impl PortfolioHistoryProcessor {
    /// Validates the configuration up front. Nothing is computed with an invalid one.
    pub fn new(config: DashboardConfig) -> Result<Self> {
        config.validate()?;
        Ok(Self {
            classifier: AssetClassifier::from_config(&config.classification),
            normalizer: Normalizer::from_config(&config.normalization),
            config,
        })
    }

    pub fn config(&self) -> &DashboardConfig {
        &self.config
    }

    /// Reads every feed. The balance sheet is mandatory; a missing extension
    /// table is skipped, but a timeout on any table is fatal.
    pub fn load(&self, source: Arc<dyn RecordSource + Send + Sync>) -> Result<SourceData> {
        let timeout = Duration::from_secs(self.config.loader.timeout_seconds);
        info!("Loading data from source '{}'", source.source_id());

        let balance_sheet = fetch_with_timeout(Arc::clone(&source), BALANCE_SHEET, timeout)?;
        let (snapshots, report) =
            load_snapshots(&balance_sheet, self.config.loader.allowed_for(BALANCE_SHEET.name))?;

        let mut data = SourceData {
            snapshots,
            load_reports: vec![report],
            ..Default::default()
        };

        let fetch_optional = |spec: TableSpec| -> Result<Option<RawTable>> {
            match fetch_with_timeout(Arc::clone(&source), spec, timeout) {
                Ok(table) => Ok(Some(table)),
                Err(PortfolioError::SourceUnavailable(reason)) => {
                    debug!("Skipping table '{}': {}", spec.name, reason);
                    Ok(None)
                }
                Err(e) => Err(e),
            }
        };

        if let Some(table) = fetch_optional(PENSION_CASHFLOWS)? {
            let (records, report) =
                load_cashflows(&table, self.config.loader.allowed_for(PENSION_CASHFLOWS.name))?;
            data.cashflows = records;
            data.load_reports.push(report);
        }
        if let Some(table) = fetch_optional(VEHICLE_STATE)? {
            let (records, report) =
                load_vehicle_states(&table, self.config.loader.allowed_for(VEHICLE_STATE.name))?;
            data.vehicle_states = records;
            data.load_reports.push(report);
        }
        if let Some(table) = fetch_optional(VEHICLE_PAYMENTS)? {
            let (records, report) =
                load_vehicle_payments(&table, self.config.loader.allowed_for(VEHICLE_PAYMENTS.name))?;
            data.vehicle_payments = records;
            data.load_reports.push(report);
        }
        if let Some(table) = fetch_optional(VEHICLE_EXPENSES)? {
            let (records, report) =
                load_vehicle_expenses(&table, self.config.loader.allowed_for(VEHICLE_EXPENSES.name))?;
            data.vehicle_expenses = records;
            data.load_reports.push(report);
        }

        for report in data.load_reports.iter().filter(|r| r.has_warnings()) {
            warn!("{} (by column: {:?})", report.summary(), report.warning_counts());
        }

        Ok(data)
    }

    /// Classifies, normalizes and computes every metric. With a `range`, series
    /// are built from the full history so that the first month in range still
    /// has a prior month, and the output is restricted to the range.
    pub fn analyze(
        &self,
        data: &SourceData,
        range: Option<(YearMonth, YearMonth)>,
    ) -> Result<DashboardBundle> {
        if let Some((start, end)) = range {
            if start > end {
                return Err(PortfolioError::InvalidPeriod(format!(
                    "range starts at {} after it ends at {}",
                    start, end
                )));
            }
        }

        let (classified, classification) = self.classifier.classify_records(&data.snapshots);
        let (all_points, normalization) = self.normalizer.normalize_with_report(&classified);
        let all_snapshots = build_portfolio_snapshots(&all_points);

        let (points, snapshots) = match range {
            Some((start, end)) => (
                engine::filter_months(&all_points, start, end),
                all_snapshots
                    .iter()
                    .filter(|s| s.year_month >= start && s.year_month <= end)
                    .cloned()
                    .collect::<Vec<_>>(),
            ),
            None => (all_points.clone(), all_snapshots.clone()),
        };
        let months: Vec<YearMonth> = snapshots.iter().map(|s| s.year_month).collect();

        info!(
            "Analyzing {} months across {} entities",
            months.len(),
            normalization.entities
        );

        let params = &self.config.metrics;
        let full_values = engine::portfolio_values(&all_snapshots);
        let full_drawdowns = risk::drawdown_series(&full_values);

        // Whole-range summaries keep the month before the range as their
        // baseline, so they see the same returns as the per-month records.
        let values: MonthlyValues = match months.first() {
            Some(first) => {
                let last = months.last().copied().unwrap_or(*first);
                full_values
                    .range(first.pred()..=last)
                    .map(|(m, v)| (*m, *v))
                    .collect()
            }
            None => MonthlyValues::new(),
        };

        let period_returns: BTreeMap<YearMonth, PeriodReturns> = months
            .iter()
            .map(|month| (*month, PeriodReturns::at(&full_values, *month)))
            .collect();

        let portfolio_metrics: BTreeMap<YearMonth, MetricRecord> = months
            .iter()
            .map(|month| {
                let mut record = series_metrics(
                    &full_values,
                    &full_drawdowns,
                    &period_returns[month],
                    *month,
                    params,
                );
                record.insert(
                    "tpv".to_string(),
                    MetricValue::Defined(full_values.get(month).copied().unwrap_or(0.0)),
                );
                (*month, record)
            })
            .collect();

        let all_entities = engine::entity_values(&all_points);
        let entity_metrics: Vec<EntityMetrics> = engine::group_by_entity(&points)
            .into_iter()
            .map(|(entity_id, series)| {
                let empty = MonthlyValues::new();
                let values = all_entities.get(&entity_id).unwrap_or(&empty);
                let drawdowns = risk::drawdown_series(values);
                let period_returns: BTreeMap<YearMonth, PeriodReturns> = series
                    .iter()
                    .map(|point| (point.year_month, PeriodReturns::at(values, point.year_month)))
                    .collect();
                let metrics = series
                    .iter()
                    .map(|point| {
                        let mut record = series_metrics(
                            values,
                            &drawdowns,
                            &period_returns[&point.year_month],
                            point.year_month,
                            params,
                        );
                        record.insert("value".to_string(), MetricValue::Defined(point.value));
                        record.insert(
                            "weight".to_string(),
                            attribution::weight(&all_entities, &entity_id, point.year_month),
                        );
                        (point.year_month, record)
                    })
                    .collect();
                EntityMetrics {
                    asset_type: series.first().map_or(AssetType::Other, |p| p.asset_type),
                    entity_id,
                    metrics,
                    period_returns,
                }
            })
            .collect();

        let contributions: BTreeMap<YearMonth, ContributionBreakdown> = months
            .iter()
            .filter_map(|month| {
                attribution::contributions(&all_entities, *month)
                    .ok()
                    .map(|c| (*month, c))
            })
            .collect();

        let allocation = snapshots
            .iter()
            .map(|s| (s.year_month, attribution::allocation(s)))
            .collect();

        let concentration = match months.last() {
            Some(month) => attribution::concentration(&points, *month),
            None => Err(UndefinedReason::EmptyCohort),
        };

        let mut rng = match self.config.forecast.seed {
            Some(seed) => StdRng::seed_from_u64(seed),
            None => StdRng::from_entropy(),
        };
        let forecasts = forecast_all(&values, &self.config.forecast, &mut rng);

        let pension_points: Vec<MonthlySeriesPoint> = points
            .iter()
            .filter(|p| p.asset_type == AssetType::Pensions)
            .cloned()
            .collect();

        debug!(
            "Built {} portfolio metric records and {} entity series",
            portfolio_metrics.len(),
            entity_metrics.len()
        );

        Ok(DashboardBundle {
            source_id: self.config.source_id.clone(),
            range: months.first().copied().zip(months.last().copied()),
            risk: risk::risk_summary(&values, params),
            drawdown: risk::drawdown_summary(&values),
            seasonality: seasonality::analyze(&values, params.seasonality_min_months),
            forecasts,
            pensions: pension_summaries(&data.cashflows, &pension_points),
            fleet: fleet_summary(
                &data.vehicle_states,
                &data.vehicle_payments,
                &data.vehicle_expenses,
                self.config.forecast.horizon_months,
            ),
            register: AssetRegister::from_points(&points),
            load_reports: data.load_reports.clone(),
            snapshots,
            points,
            portfolio_metrics,
            period_returns,
            entity_metrics,
            allocation,
            contributions,
            concentration,
            classification,
            normalization,
        })
    }

    /// Like `analyze`, but reuses a bundle already computed for the same source and range.
    pub fn analyze_cached(
        &self,
        cache: &MetricsCache<Result<DashboardBundle>>,
        data: &SourceData,
        range: Option<(YearMonth, YearMonth)>,
    ) -> Arc<Result<DashboardBundle>> {
        let key = CacheKey::new(self.config.source_id.clone(), range, "dashboard");
        cache.get_or_compute(key, || self.analyze(data, range))
    }

    /// Analyzes a period written as `"YYYY-MM"` or `"YYYY-MM:YYYY-MM"`.
    pub fn analyze_period(&self, data: &SourceData, period: &str) -> Result<DashboardBundle> {
        let range = utils::parse_period_string(period)?;
        self.analyze(data, Some(range))
    }

    pub fn process(&self, source: Arc<dyn RecordSource + Send + Sync>) -> Result<DashboardBundle> {
        let data = self.load(source)?;
        self.analyze(&data, None)
    }
}
use crate::error::{PortfolioError, Result};
use crate::schema::YearMonth;

pub const MONTHS_PER_YEAR: f64 = 12.0;

/// Every month from `start` to `end` inclusive. Empty when `end < start`.
pub fn months_in_range(start: YearMonth, end: YearMonth) -> Vec<YearMonth> {
    let mut months = Vec::new();
    let mut current = start;
    while current <= end {
        months.push(current);
        current = current.succ();
    }
    months
}

/// Parses a period string in the format "YYYY-MM" or "YYYY-MM:YYYY-MM"
/// Returns (start_month, end_month)
pub fn parse_period_string(period: &str) -> Result<(YearMonth, YearMonth)> {
    let parts: Vec<&str> = period.split(':').collect();

    match parts.len() {
        1 => {
            let month: YearMonth = parts[0].parse().map_err(|_| {
                PortfolioError::InvalidPeriod(format!(
                    "Invalid month in period: {}. Expected YYYY-MM",
                    parts[0]
                ))
            })?;
            Ok((month, month))
        }
        2 => {
            let start: YearMonth = parts[0].parse().map_err(|_| {
                PortfolioError::InvalidPeriod(format!(
                    "Invalid start month in period: {}. Expected YYYY-MM",
                    parts[0]
                ))
            })?;
            let end: YearMonth = parts[1].parse().map_err(|_| {
                PortfolioError::InvalidPeriod(format!(
                    "Invalid end month in period: {}. Expected YYYY-MM",
                    parts[1]
                ))
            })?;
            if end < start {
                return Err(PortfolioError::InvalidPeriod(format!(
                    "Period '{}' ends before it starts",
                    period
                )));
            }
            Ok((start, end))
        }
        _ => Err(PortfolioError::InvalidPeriod(format!(
            "Invalid period format: {}. Expected 'YYYY-MM' or 'YYYY-MM:YYYY-MM'",
            period
        ))),
    }
}

pub fn mean(values: &[f64]) -> Option<f64> {
    if values.is_empty() {
        return None;
    }
    Some(values.iter().sum::<f64>() / values.len() as f64)
}

/// Sample standard deviation (n - 1 denominator). Needs at least two values.
pub fn sample_std(values: &[f64]) -> Option<f64> {
    if values.len() < 2 {
        return None;
    }
    let m = mean(values)?;
    let var = values
        .iter()
        .map(|v| {
            let diff = v - m;
            diff * diff
        })
        .sum::<f64>()
        / (values.len() as f64 - 1.0);
    Some(var.sqrt())
}

/// Empirical percentile with linear interpolation between closest ranks.
/// `q` is a fraction in [0, 1].
pub fn percentile(values: &[f64], q: f64) -> Option<f64> {
    if values.is_empty() || !(0.0..=1.0).contains(&q) {
        return None;
    }
    let mut sorted: Vec<f64> = values.iter().copied().filter(|v| v.is_finite()).collect();
    if sorted.is_empty() {
        return None;
    }
    sorted.sort_by(|a, b| a.total_cmp(b));

    let rank = q * (sorted.len() - 1) as f64;
    let lower = rank.floor() as usize;
    let upper = rank.ceil() as usize;
    if lower == upper {
        return Some(sorted[lower]);
    }
    let frac = rank - lower as f64;
    Some(sorted[lower] + (sorted[upper] - sorted[lower]) * frac)
}
use crate::error::Result;
use crate::schema::{AssetType, EntityId, MonthlySeriesPoint, YearMonth};
use serde::{Deserialize, Serialize};
use std::collections::BTreeMap;

#[derive(Debug, Clone, PartialEq, Serialize, Deserialize)]
pub struct RegisterEntry {
    pub entity_id: EntityId,
    pub first_month: YearMonth,
    pub latest_month: YearMonth,
    pub latest_value: f64,
    /// The latest value was carried forward rather than observed.
    pub is_imputed: bool,
}

/// Every tracked entity, grouped by asset type, with its latest value.
#[derive(Debug, Clone, PartialEq, Serialize, Deserialize)]
pub struct AssetRegister {
    pub as_of: Option<YearMonth>,
    pub sections: BTreeMap<AssetType, Vec<RegisterEntry>>,
}

impl AssetRegister {
    pub fn from_points(points: &[MonthlySeriesPoint]) -> Self {
        let mut latest: BTreeMap<&EntityId, (&MonthlySeriesPoint, YearMonth)> = BTreeMap::new();
        for point in points {
            latest
                .entry(&point.entity_id)
                .and_modify(|(last, first)| {
                    if point.year_month < *first {
                        *first = point.year_month;
                    }
                    if point.year_month >= last.year_month {
                        *last = point;
                    }
                })
                .or_insert((point, point.year_month));
        }

        let mut sections: BTreeMap<AssetType, Vec<RegisterEntry>> = BTreeMap::new();
        for (entity_id, (point, first_month)) in latest {
            sections.entry(point.asset_type).or_default().push(RegisterEntry {
                entity_id: entity_id.clone(),
                first_month,
                latest_month: point.year_month,
                latest_value: point.value,
                is_imputed: point.is_imputed,
            });
        }

        Self {
            as_of: points.iter().map(|p| p.year_month).max(),
            sections,
        }
    }

    pub fn total_entries(&self) -> usize {
        self.sections.values().map(Vec::len).sum()
    }

    /// Sum of latest values for entities still held in the final month.
    pub fn total_current_value(&self) -> f64 {
        self.entries()
            .filter(|e| Some(e.latest_month) == self.as_of)
            .map(|e| e.latest_value)
            .sum()
    }

    pub fn entries(&self) -> impl Iterator<Item = &RegisterEntry> {
        self.sections.values().flatten()
    }

    pub fn to_json(&self) -> std::result::Result<String, serde_json::Error> {
        serde_json::to_string_pretty(self)
    }

    pub fn to_csv(&self) -> Result<String> {
        let mut writer = csv::Writer::from_writer(Vec::new());
        writer.write_record([
            "Asset Type",
            "Platform",
            "Asset",
            "First Month",
            "Latest Month",
            "Latest Value",
            "Imputed",
        ])?;

        for (asset_type, entries) in &self.sections {
            for entry in entries {
                writer.write_record([
                    asset_type.label().to_string(),
                    entry.entity_id.platform.clone(),
                    entry.entity_id.asset_name.clone(),
                    entry.first_month.to_string(),
                    entry.latest_month.to_string(),
                    format!("{:.2}", entry.latest_value),
                    entry.is_imputed.to_string(),
                ])?;
            }
        }

        let bytes = writer.into_inner().map_err(|e| e.into_error())?;
        Ok(String::from_utf8_lossy(&bytes).into_owned())
    }

    pub fn to_markdown(&self) -> String {
        let mut output = String::new();

        output.push_str("# Asset Register\n\n");
        if let Some(as_of) = self.as_of {
            output.push_str(&format!("**As of:** {}\n\n", as_of));
        }

        for (asset_type, entries) in &self.sections {
            let subtotal: f64 = entries
                .iter()
                .filter(|e| Some(e.latest_month) == self.as_of)
                .map(|e| e.latest_value)
                .sum();
            output.push_str(&format!("## {} ({:.2})\n\n", asset_type, subtotal));

            for entry in entries {
                let marker = if entry.is_imputed { " *(carried forward)*" } else { "" };
                let held = if Some(entry.latest_month) == self.as_of {
                    String::new()
                } else {
                    format!(" (last seen {})", entry.latest_month)
                };
                output.push_str(&format!(
                    "- {}: {:.2}{}{}\n",
                    entry.entity_id, entry.latest_value, held, marker
                ));
            }
            output.push('\n');
        }

        output
    }
}
use crate::error::{PortfolioError, Result};
use crate::ingestion::{AllowedValues, TableSpec};
use crate::schema::AssetType;
use log::debug;
use schemars::JsonSchema;
use serde::{Deserialize, Serialize};
use std::collections::{BTreeMap, BTreeSet};
use std::path::Path;

#[derive(Debug, Clone, Serialize, Deserialize, JsonSchema)]
pub struct DashboardConfig {
    #[schemars(
        description = "Identity of the data source (e.g. spreadsheet id). Used as part of metric cache keys."
    )]
    #[serde(default = "default_source_id")]
    pub source_id: String,

    #[serde(default)]
    pub classification: ClassificationConfig,

    #[serde(default)]
    pub normalization: NormalizationConfig,

    #[serde(default)]
    pub metrics: MetricParams,

    #[serde(default)]
    pub forecast: ForecastParams,

    #[serde(default)]
    pub loader: LoaderConfig,
}

#[derive(Debug, Clone, Serialize, Deserialize, JsonSchema)]
pub struct ClassificationConfig {
    #[schemars(
        description = "Exact platform name to asset type (e.g. 'IBKR' -> Investments). Checked first."
    )]
    #[serde(default)]
    pub platform_rules: BTreeMap<String, AssetType>,

    #[schemars(
        description = "Exact asset name to asset type (e.g. 'Wahed SIPP' -> Pensions). Checked when no platform rule matches."
    )]
    #[serde(default)]
    pub asset_rules: BTreeMap<String, AssetType>,

    #[schemars(
        description = "Case-insensitive substring rules, evaluated in order against the asset name and then the platform."
    )]
    #[serde(default)]
    pub substring_rules: Vec<SubstringRule>,

    #[schemars(description = "Category for pairs that match no rule. Defaults to Other.")]
    #[serde(default = "default_asset_type")]
    pub default_type: AssetType,

    #[schemars(
        description = "Asset types that at least one rule must map to. Configuration fails validation otherwise."
    )]
    #[serde(default)]
    pub required_types: Vec<AssetType>,
}

#[derive(Debug, Clone, Serialize, Deserialize, JsonSchema)]
pub struct SubstringRule {
    #[schemars(description = "Text to look for, compared case-insensitively")]
    pub pattern: String,
    pub asset_type: AssetType,
}

#[derive(Debug, Clone, Copy, Default, PartialEq, Eq, Serialize, Deserialize, JsonSchema)]
#[serde(rename_all = "snake_case")]
pub enum ForwardFillPolicy {
    #[default]
    #[schemars(
        description = "An entity's series ends at its own last observed month. Exited assets drop out of later totals."
    )]
    StopAtLastObservation,

    #[schemars(
        description = "Carry every entity forward to the last month observed anywhere in the dataset."
    )]
    CarryToPresent,
}

#[derive(Debug, Clone, Default, Serialize, Deserialize, JsonSchema)]
pub struct NormalizationConfig {
    #[serde(default)]
    pub forward_fill: ForwardFillPolicy,
}

#[derive(Debug, Clone, Serialize, Deserialize, JsonSchema)]
pub struct MetricParams {
    #[schemars(description = "Rolling window sizes in months (e.g. [3, 6, 12])")]
    #[serde(default = "default_rolling_windows")]
    pub rolling_windows: Vec<u32>,

    #[schemars(
        description = "Lower-tail fraction for empirical Value at Risk. 0.05 means the 5th percentile."
    )]
    #[serde(default = "default_var_percentile")]
    pub var_percentile: f64,

    #[schemars(description = "Minimum number of monthly returns before VaR is reported")]
    #[serde(default = "default_var_min_samples")]
    pub var_min_samples: usize,

    #[schemars(
        description = "Minimum acceptable monthly return used for downside deviation (Sortino). Default 0."
    )]
    #[serde(default)]
    pub minimum_acceptable_return: f64,

    #[schemars(description = "Annual risk-free rate used for Sharpe excess returns")]
    #[serde(default = "default_risk_free_rate")]
    pub risk_free_rate: f64,

    #[schemars(description = "Months of history required for seasonality statistics")]
    #[serde(default = "default_seasonality_min_months")]
    pub seasonality_min_months: usize,
}

#[derive(Debug, Clone, Copy, Default, PartialEq, Eq, Serialize, Deserialize, JsonSchema)]
#[serde(rename_all = "snake_case")]
pub enum SamplingMethod {
    #[default]
    #[schemars(description = "Resample historical monthly returns with replacement")]
    Bootstrap,
    #[schemars(description = "Draw from a normal distribution fitted to historical returns")]
    FittedNormal,
}

#[derive(Debug, Clone, Serialize, Deserialize, JsonSchema)]
pub struct ForecastParams {
    #[serde(default = "default_paths")]
    pub paths: usize,

    #[serde(default = "default_horizon")]
    pub horizon_months: u32,

    #[schemars(description = "Percentile bands to report, as strictly increasing fractions")]
    #[serde(default = "default_bands")]
    pub bands: Vec<f64>,

    #[serde(default)]
    pub sampling: SamplingMethod,

    #[schemars(description = "Seed for reproducible simulations. Random when omitted.")]
    #[serde(default)]
    pub seed: Option<u64>,

    #[schemars(description = "Minimum number of historical monthly returns required")]
    #[serde(default = "default_min_history")]
    pub min_history: usize,

    #[serde(default = "default_moving_average_window")]
    pub moving_average_window: usize,

    #[schemars(description = "Smoothing factor for exponential smoothing, in (0, 1]")]
    #[serde(default = "default_smoothing_alpha")]
    pub smoothing_alpha: f64,

    #[schemars(description = "Stress levels applied to mean (reduced) and volatility (inflated)")]
    #[serde(default = "default_stress_levels")]
    pub stress_levels: Vec<f64>,
}

#[derive(Debug, Clone, Serialize, Deserialize, JsonSchema)]
pub struct LoaderConfig {
    #[schemars(description = "Hard timeout when contacting the external data source")]
    #[serde(default = "default_timeout_seconds")]
    pub timeout_seconds: u64,

    #[schemars(
        description = "Allowed values per table name, then per column (e.g. \"Car Assets\" -> Loan_Status). Unknown values raise warnings only."
    )]
    #[serde(default)]
    pub allowed_values: BTreeMap<String, AllowedValues>,
}

static NO_ALLOWED_VALUES: AllowedValues = BTreeMap::new();

impl LoaderConfig {
    pub fn allowed_for(&self, table: &str) -> &AllowedValues {
        self.allowed_values.get(table).unwrap_or(&NO_ALLOWED_VALUES)
    }
}

fn default_source_id() -> String {
    "default".to_string()
}

fn default_asset_type() -> AssetType {
    AssetType::Other
}

fn default_rolling_windows() -> Vec<u32> {
    vec![3, 6, 12]
}

fn default_var_percentile() -> f64 {
    0.05
}

fn default_var_min_samples() -> usize {
    12
}

fn default_risk_free_rate() -> f64 {
    0.05
}

fn default_seasonality_min_months() -> usize {
    12
}

fn default_paths() -> usize {
    1000
}

fn default_horizon() -> u32 {
    12
}

fn default_bands() -> Vec<f64> {
    vec![0.10, 0.50, 0.90]
}

fn default_min_history() -> usize {
    12
}

fn default_moving_average_window() -> usize {
    3
}

fn default_smoothing_alpha() -> f64 {
    0.3
}

fn default_stress_levels() -> Vec<f64> {
    vec![0.1, 0.2, 0.3]
}

fn default_timeout_seconds() -> u64 {
    30
}

impl Default for ClassificationConfig {
    fn default() -> Self {
        Self {
            platform_rules: BTreeMap::new(),
            asset_rules: BTreeMap::new(),
            substring_rules: Vec::new(),
            default_type: default_asset_type(),
            required_types: Vec::new(),
        }
    }
}

impl Default for MetricParams {
    fn default() -> Self {
        Self {
            rolling_windows: default_rolling_windows(),
            var_percentile: default_var_percentile(),
            var_min_samples: default_var_min_samples(),
            minimum_acceptable_return: 0.0,
            risk_free_rate: default_risk_free_rate(),
            seasonality_min_months: default_seasonality_min_months(),
        }
    }
}

impl Default for ForecastParams {
    fn default() -> Self {
        Self {
            paths: default_paths(),
            horizon_months: default_horizon(),
            bands: default_bands(),
            sampling: SamplingMethod::default(),
            seed: None,
            min_history: default_min_history(),
            moving_average_window: default_moving_average_window(),
            smoothing_alpha: default_smoothing_alpha(),
            stress_levels: default_stress_levels(),
        }
    }
}

impl Default for LoaderConfig {
    fn default() -> Self {
        Self {
            timeout_seconds: default_timeout_seconds(),
            allowed_values: BTreeMap::new(),
        }
    }
}

impl Default for DashboardConfig {
    fn default() -> Self {
        Self {
            source_id: default_source_id(),
            classification: ClassificationConfig::default(),
            normalization: NormalizationConfig::default(),
            metrics: MetricParams::default(),
            forecast: ForecastParams::default(),
            loader: LoaderConfig::default(),
        }
    }
}

impl DashboardConfig {
    pub fn from_json_str(json: &str) -> Result<Self> {
        let config: DashboardConfig = serde_json::from_str(json)?;
        config.validate()?;
        Ok(config)
    }

    pub fn from_json_file(path: impl AsRef<Path>) -> Result<Self> {
        let raw = std::fs::read_to_string(path)?;
        Self::from_json_str(&raw)
    }

    pub fn generate_json_schema() -> schemars::schema::RootSchema {
        schemars::schema_for!(DashboardConfig)
    }

    pub fn schema_as_json() -> std::result::Result<String, serde_json::Error> {
        let schema = Self::generate_json_schema();
        serde_json::to_string_pretty(&schema)
    }

    /// Checks every field and reports all problems at once.
    pub fn validate(&self) -> Result<()> {
        let errors = self.validation_errors();
        if errors.is_empty() {
            debug!("Configuration for source '{}' is valid", self.source_id);
            Ok(())
        } else {
            Err(PortfolioError::InvalidConfig(errors))
        }
    }

    pub fn validation_errors(&self) -> Vec<String> {
        let mut errors = Vec::new();

        if self.source_id.trim().is_empty() {
            errors.push("source_id must be a non-empty string".to_string());
        }

        self.validate_classification(&mut errors);
        self.validate_metrics(&mut errors);
        self.validate_forecast(&mut errors);

        self.validate_loader(&mut errors);

        errors
    }

    fn validate_loader(&self, errors: &mut Vec<String>) {
        let loader = &self.loader;

        if loader.timeout_seconds == 0 {
            errors.push("loader.timeout_seconds must be positive".to_string());
        }
        for (table, columns) in &loader.allowed_values {
            let Some(spec) = TableSpec::find(table) else {
                errors.push(format!("loader.allowed_values names unknown table '{}'", table));
                continue;
            };
            for column in columns.keys() {
                if !spec.has_column(column) {
                    errors.push(format!(
                        "loader.allowed_values: table '{}' has no column '{}'",
                        table, column
                    ));
                }
            }
        }
    }

    fn validate_classification(&self, errors: &mut Vec<String>) {
        let classification = &self.classification;

        for (idx, rule) in classification.substring_rules.iter().enumerate() {
            if rule.pattern.trim().is_empty() {
                errors.push(format!("substring rule #{} has an empty pattern", idx));
            }
        }
        for name in classification
            .platform_rules
            .keys()
            .chain(classification.asset_rules.keys())
        {
            if name.trim().is_empty() {
                errors.push("classification rules must not use an empty name".to_string());
                break;
            }
        }

        let mapped: BTreeSet<AssetType> = classification
            .platform_rules
            .values()
            .chain(classification.asset_rules.values())
            .copied()
            .chain(classification.substring_rules.iter().map(|r| r.asset_type))
            .collect();

        for required in &classification.required_types {
            if !mapped.contains(required) {
                errors.push(format!(
                    "required asset type {} is not targeted by any classification rule",
                    required
                ));
            }
        }
    }

    fn validate_metrics(&self, errors: &mut Vec<String>) {
        let metrics = &self.metrics;

        if metrics.rolling_windows.is_empty() {
            errors.push("metrics.rolling_windows must contain at least one window".to_string());
        }
        if metrics.rolling_windows.iter().any(|&w| w == 0) {
            errors.push("metrics.rolling_windows must all be positive".to_string());
        }
        let distinct: BTreeSet<u32> = metrics.rolling_windows.iter().copied().collect();
        if distinct.len() != metrics.rolling_windows.len() {
            errors.push("metrics.rolling_windows must not contain duplicates".to_string());
        }

        if !(metrics.var_percentile > 0.0 && metrics.var_percentile < 0.5) {
            errors.push(format!(
                "metrics.var_percentile {} must be in (0, 0.5)",
                metrics.var_percentile
            ));
        }
        if metrics.var_min_samples < 2 {
            errors.push("metrics.var_min_samples must be at least 2".to_string());
        }
        if !metrics.minimum_acceptable_return.is_finite() {
            errors.push("metrics.minimum_acceptable_return must be finite".to_string());
        }
        if !metrics.risk_free_rate.is_finite() || metrics.risk_free_rate < 0.0 {
            errors.push("metrics.risk_free_rate must be a non-negative number".to_string());
        }
        if metrics.seasonality_min_months == 0 {
            errors.push("metrics.seasonality_min_months must be positive".to_string());
        }
    }

    fn validate_forecast(&self, errors: &mut Vec<String>) {
        let forecast = &self.forecast;

        if forecast.paths == 0 {
            errors.push("forecast.paths must be positive".to_string());
        }
        if forecast.horizon_months == 0 {
            errors.push("forecast.horizon_months must be positive".to_string());
        }
        if forecast.bands.is_empty() {
            errors.push("forecast.bands must contain at least one percentile".to_string());
        }
        if forecast.bands.iter().any(|b| !(*b > 0.0 && *b < 1.0)) {
            errors.push("forecast.bands must all lie strictly between 0 and 1".to_string());
        }
        if forecast.bands.windows(2).any(|pair| pair[0] >= pair[1]) {
            errors.push("forecast.bands must be strictly increasing".to_string());
        }
        if forecast.min_history < 2 {
            errors.push("forecast.min_history must be at least 2".to_string());
        }
        if forecast.moving_average_window == 0 {
            errors.push("forecast.moving_average_window must be positive".to_string());
        }
        if !(forecast.smoothing_alpha > 0.0 && forecast.smoothing_alpha <= 1.0) {
            errors.push(format!(
                "forecast.smoothing_alpha {} must be in (0, 1]",
                forecast.smoothing_alpha
            ));
        }
        if forecast.stress_levels.iter().any(|s| !(*s >= 0.0 && *s < 1.0)) {
            errors.push("forecast.stress_levels must lie in [0, 1)".to_string());
        }
    }
}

## Problem details
Wherever the word "number" turns up in the material, copy the whole line.

## Answer to this task
    #[schemars(description = "Minimum number of monthly returns before VaR is reported")]
    #[schemars(description = "Minimum number of historical monthly returns required")]
            errors.push("metrics.risk_free_rate must be a non-negative number".to_string());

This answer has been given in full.